U.S. consumer sentiment fell slightly in early October to its lowest in more than a year as uncertainty grew about the extent of the housing slump, a survey released Friday showed.
The Reuters/University of Michigan Surveys of Consumers said its early October figure on consumer sentiment was 82.0, below the median forecast of 84.0 and the final September reading of 83.4, for the lowest reading since August 2006.
U.S. retailers' sales rose a bigger-than-expected 0.6 percent in September, the Commerce Department said on Friday.
"The government's retail sales report showed that consumers were still spending in September, but this consumer sentiment index indicates that consumers could hold back a little bit in the future," said Gary Thayer, chief economist at A.G. Edwards and Sons in St. Louis, Missouri.

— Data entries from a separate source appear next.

//! # Database Error Types
//!
//! ```text
//! sqlx::Error ──► DbError ──► StoreError (app) ──► LedgerError::StoreUnavailable
//! ```
//!
//! The ledger validates every command before it reaches SQLite, so a
//! constraint error here means the database and the in-memory ledger
//! disagree. Callers treat every variant as "the store is unavailable".

use thiserror::Error;

#[derive(Debug, Error)]
pub enum DbError {
    #[error("{entity} not found: {id}")]
    NotFound { entity: String, id: String },

    /// A UNIQUE index rejected the write (`warehouses.name`,
    /// `products.product_code`).
    #[error("Duplicate value for {column}")]
    UniqueViolation { column: String },

    /// A CHECK constraint rejected the write (negative quantity or a
    /// non-positive price).
    #[error("Constraint violation: {0}")]
    CheckViolation(String),

    #[error("Connection failed: {0}")]
    ConnectionFailed(String),

    #[error("Migration failed: {0}")]
    MigrationFailed(String),

    #[error("Query failed: {0}")]
    QueryFailed(String),

    /// Transaction could not be started or committed.
    #[error("Transaction failed: {0}")]
    TransactionFailed(String),

    #[error("Connection pool exhausted")]
    PoolExhausted,

    /// A stored value could not be turned back into a domain type.
    #[error("Corrupt row: {0}")]
    Decode(String),

    #[error("Internal database error: {0}")]
    Internal(String),
}

impl DbError {
    pub fn not_found(entity: impl Into<String>, id: impl Into<String>) -> Self {
        DbError::NotFound {
            entity: entity.into(),
            id: id.into(),
        }
    }
}

impl From<sqlx::Error> for DbError {
    fn from(err: sqlx::Error) -> Self {
        match err {
            sqlx::Error::RowNotFound => DbError::not_found("Record", "unknown"),

            // SQLite spells these "UNIQUE constraint failed: <table>.<column>"
            // and "CHECK constraint failed: <expr>".
            sqlx::Error::Database(db_err) => {
                let msg = db_err.message();
                if let Some(column) = msg.strip_prefix("UNIQUE constraint failed: ") {
                    DbError::UniqueViolation {
                        column: column.to_string(),
                    }
                } else if msg.contains("CHECK constraint failed") {
                    DbError::CheckViolation(msg.to_string())
                } else {
                    DbError::QueryFailed(msg.to_string())
                }
            }

            sqlx::Error::PoolTimedOut => DbError::PoolExhausted,
            sqlx::Error::PoolClosed => DbError::ConnectionFailed("Pool is closed".to_string()),

            sqlx::Error::ColumnDecode { index, source } => {
                DbError::Decode(format!("column {index}: {source}"))
            }

            _ => DbError::Internal(err.to_string()),
        }
    }
}

impl From<sqlx::migrate::MigrateError> for DbError {
    fn from(err: sqlx::migrate::MigrateError) -> Self {
        DbError::MigrationFailed(err.to_string())
    }
}

pub type DbResult<T> = Result<T, DbError>;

One in three households reported in early October that their personal financial situation had worsened, a view that has remained largely unchanged during the past six months.
Consumer sentiment is often seen as a proxy for future spending, which accounts for two-thirds of the U.S. economy.
The data indicate an average growth rate of 2.0 percent in personal consumption expenditures over the next four quarters, with the weakest quarters around the turn of the year, as well as continued declines in housing starts and new and existing home sales through at least mid-2008, the survey group said.
The survey's gauge of current consumer conditions rose to 98.2 in early October from 97.9 in September but it was almost 10 points lower than the final reading for October 2006.
Consumer expectations fell to 71.6 from 74.1 in September, about 13 points below the final reading for October 2006.
The fall in the expectations index "is not a good thing for this time of the year," A.G. Edwards' Thayer said, referring to the upcoming holiday buying season.
The survey's one-year inflation index slipped to 3.0 percent in early October from 3.1 in September, while the five-year index dipped to 2.8 percent from 2.9 percent.